(Collected data)

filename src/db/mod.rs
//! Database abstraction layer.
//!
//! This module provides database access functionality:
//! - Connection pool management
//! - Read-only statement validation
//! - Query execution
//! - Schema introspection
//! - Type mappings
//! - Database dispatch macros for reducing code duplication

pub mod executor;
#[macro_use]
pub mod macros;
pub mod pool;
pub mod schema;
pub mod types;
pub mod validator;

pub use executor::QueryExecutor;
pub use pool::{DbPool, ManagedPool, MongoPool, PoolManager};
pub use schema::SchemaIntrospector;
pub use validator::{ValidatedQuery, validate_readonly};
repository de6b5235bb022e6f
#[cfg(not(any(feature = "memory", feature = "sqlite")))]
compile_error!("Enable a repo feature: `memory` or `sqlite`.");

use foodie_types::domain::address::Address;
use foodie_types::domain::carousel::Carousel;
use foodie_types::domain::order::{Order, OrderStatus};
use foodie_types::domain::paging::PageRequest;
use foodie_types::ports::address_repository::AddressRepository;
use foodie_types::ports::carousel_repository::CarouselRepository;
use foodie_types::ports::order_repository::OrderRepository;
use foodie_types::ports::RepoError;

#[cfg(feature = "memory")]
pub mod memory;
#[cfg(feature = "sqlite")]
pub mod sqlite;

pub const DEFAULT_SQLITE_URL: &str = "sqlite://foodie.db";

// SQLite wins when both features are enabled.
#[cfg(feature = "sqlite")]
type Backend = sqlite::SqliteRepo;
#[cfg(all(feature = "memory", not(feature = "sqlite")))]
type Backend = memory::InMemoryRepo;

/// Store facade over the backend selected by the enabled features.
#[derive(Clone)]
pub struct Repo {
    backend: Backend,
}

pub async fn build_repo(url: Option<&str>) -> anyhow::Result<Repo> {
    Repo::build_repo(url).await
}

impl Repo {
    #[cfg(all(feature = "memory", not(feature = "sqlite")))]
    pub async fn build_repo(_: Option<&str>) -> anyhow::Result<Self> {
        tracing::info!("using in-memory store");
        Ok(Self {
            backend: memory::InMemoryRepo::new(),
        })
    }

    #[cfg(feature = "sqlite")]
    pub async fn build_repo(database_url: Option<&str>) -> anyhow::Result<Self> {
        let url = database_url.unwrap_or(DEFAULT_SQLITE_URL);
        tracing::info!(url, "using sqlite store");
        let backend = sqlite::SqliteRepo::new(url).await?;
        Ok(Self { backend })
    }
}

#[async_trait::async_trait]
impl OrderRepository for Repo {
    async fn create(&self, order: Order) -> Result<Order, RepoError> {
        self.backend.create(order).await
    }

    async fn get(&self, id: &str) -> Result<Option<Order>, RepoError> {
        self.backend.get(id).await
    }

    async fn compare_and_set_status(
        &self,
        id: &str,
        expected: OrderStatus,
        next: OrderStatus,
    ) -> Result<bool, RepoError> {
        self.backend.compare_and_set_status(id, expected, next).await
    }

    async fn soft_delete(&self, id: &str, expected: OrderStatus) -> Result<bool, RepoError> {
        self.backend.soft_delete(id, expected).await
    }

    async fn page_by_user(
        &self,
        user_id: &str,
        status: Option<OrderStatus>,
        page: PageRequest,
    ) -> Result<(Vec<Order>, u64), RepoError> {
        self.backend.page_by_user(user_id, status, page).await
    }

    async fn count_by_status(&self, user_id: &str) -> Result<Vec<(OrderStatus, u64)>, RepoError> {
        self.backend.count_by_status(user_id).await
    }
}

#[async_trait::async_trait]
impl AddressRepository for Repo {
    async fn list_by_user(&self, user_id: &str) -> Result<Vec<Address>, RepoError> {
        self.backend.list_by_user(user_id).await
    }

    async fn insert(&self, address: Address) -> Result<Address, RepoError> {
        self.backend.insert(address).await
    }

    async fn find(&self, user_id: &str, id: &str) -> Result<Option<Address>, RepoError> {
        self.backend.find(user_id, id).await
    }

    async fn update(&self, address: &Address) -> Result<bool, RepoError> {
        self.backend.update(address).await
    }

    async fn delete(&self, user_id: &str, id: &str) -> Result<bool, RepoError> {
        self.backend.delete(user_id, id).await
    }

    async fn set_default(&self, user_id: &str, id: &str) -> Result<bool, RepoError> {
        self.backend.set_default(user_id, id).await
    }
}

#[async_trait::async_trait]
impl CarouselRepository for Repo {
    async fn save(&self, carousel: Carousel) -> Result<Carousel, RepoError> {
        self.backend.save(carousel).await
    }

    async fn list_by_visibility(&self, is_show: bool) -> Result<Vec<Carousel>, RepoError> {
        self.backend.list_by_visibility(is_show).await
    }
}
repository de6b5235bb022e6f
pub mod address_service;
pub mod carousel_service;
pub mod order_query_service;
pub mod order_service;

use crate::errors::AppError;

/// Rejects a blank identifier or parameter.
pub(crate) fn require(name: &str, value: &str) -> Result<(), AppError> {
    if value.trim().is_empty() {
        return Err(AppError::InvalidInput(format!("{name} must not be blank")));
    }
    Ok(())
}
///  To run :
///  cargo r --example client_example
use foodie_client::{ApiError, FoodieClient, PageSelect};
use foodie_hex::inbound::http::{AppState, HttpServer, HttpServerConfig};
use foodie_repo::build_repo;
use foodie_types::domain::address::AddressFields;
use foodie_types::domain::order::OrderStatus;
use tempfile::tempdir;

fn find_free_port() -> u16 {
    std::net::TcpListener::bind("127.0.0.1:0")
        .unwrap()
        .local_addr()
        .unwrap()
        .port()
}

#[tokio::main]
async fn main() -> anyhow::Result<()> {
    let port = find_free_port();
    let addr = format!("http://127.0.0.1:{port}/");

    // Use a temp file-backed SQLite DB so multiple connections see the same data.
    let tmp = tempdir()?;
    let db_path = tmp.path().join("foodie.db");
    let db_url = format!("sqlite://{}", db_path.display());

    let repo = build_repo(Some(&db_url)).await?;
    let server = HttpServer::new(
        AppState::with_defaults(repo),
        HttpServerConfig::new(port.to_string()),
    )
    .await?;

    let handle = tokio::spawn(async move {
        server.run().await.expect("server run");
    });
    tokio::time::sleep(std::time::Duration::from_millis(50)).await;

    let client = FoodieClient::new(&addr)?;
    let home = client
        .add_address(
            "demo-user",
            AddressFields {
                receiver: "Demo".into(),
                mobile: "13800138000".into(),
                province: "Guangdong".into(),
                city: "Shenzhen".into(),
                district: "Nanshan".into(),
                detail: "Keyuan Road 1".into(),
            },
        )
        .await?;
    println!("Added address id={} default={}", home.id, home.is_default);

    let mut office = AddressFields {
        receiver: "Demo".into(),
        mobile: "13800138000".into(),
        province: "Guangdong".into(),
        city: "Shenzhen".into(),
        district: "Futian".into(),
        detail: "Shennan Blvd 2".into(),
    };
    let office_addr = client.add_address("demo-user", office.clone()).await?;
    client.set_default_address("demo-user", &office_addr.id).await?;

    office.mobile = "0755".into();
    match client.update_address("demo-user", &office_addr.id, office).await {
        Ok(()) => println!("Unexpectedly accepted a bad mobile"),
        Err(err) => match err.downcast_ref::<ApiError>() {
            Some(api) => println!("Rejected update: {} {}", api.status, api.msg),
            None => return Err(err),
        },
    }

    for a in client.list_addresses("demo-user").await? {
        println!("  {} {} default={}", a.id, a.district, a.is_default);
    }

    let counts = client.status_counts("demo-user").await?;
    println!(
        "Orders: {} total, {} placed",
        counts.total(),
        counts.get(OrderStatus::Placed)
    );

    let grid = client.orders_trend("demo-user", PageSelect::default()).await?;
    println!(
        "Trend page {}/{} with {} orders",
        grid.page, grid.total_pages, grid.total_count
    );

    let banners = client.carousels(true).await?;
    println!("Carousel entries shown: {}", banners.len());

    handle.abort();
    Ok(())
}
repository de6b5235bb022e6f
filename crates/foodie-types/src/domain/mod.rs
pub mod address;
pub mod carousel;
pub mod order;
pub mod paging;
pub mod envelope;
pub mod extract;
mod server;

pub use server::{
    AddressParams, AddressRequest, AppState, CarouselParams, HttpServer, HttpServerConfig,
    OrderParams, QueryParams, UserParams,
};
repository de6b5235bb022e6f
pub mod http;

### Problem details:
Show each line in the data where the string "AddressRepository" appears.

### Problem solution:
use foodie_types::ports::address_repository::AddressRepository;
impl AddressRepository for Repo {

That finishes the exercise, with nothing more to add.